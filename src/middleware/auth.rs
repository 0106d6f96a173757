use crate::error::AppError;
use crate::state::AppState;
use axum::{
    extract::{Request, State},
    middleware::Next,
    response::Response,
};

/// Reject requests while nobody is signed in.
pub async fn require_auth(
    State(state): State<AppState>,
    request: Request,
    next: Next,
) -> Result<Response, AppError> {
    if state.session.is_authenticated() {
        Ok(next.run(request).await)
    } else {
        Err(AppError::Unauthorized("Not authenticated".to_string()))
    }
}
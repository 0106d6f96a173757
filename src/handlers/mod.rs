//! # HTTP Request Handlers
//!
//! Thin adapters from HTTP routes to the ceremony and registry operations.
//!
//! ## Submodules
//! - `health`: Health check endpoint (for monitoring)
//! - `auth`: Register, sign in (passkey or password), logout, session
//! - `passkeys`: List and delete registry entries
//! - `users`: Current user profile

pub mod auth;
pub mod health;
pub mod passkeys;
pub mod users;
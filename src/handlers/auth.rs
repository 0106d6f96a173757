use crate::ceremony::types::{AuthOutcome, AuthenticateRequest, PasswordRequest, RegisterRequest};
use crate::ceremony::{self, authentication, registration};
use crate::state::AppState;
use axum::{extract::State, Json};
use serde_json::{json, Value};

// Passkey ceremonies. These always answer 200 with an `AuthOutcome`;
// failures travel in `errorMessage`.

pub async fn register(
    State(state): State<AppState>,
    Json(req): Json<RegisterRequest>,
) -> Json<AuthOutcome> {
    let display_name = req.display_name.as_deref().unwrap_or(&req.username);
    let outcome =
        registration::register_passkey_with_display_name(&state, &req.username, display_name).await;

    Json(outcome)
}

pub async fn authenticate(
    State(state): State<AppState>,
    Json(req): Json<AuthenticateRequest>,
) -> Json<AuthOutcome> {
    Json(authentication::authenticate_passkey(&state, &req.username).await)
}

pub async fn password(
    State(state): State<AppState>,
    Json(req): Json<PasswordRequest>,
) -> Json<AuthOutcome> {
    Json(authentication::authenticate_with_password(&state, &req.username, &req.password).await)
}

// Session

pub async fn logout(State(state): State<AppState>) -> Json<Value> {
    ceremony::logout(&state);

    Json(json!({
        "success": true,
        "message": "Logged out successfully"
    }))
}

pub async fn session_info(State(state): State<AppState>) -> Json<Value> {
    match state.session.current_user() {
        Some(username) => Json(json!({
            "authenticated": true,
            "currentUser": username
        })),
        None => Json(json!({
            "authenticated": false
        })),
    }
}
▬▬▬▬▬▬
- WORK TASK -
For every line of the material above that contains the word "passkeys", show the line.

- ANSWER BELOW -
//! - `passkeys`: List and delete registry entries
pub mod passkeys;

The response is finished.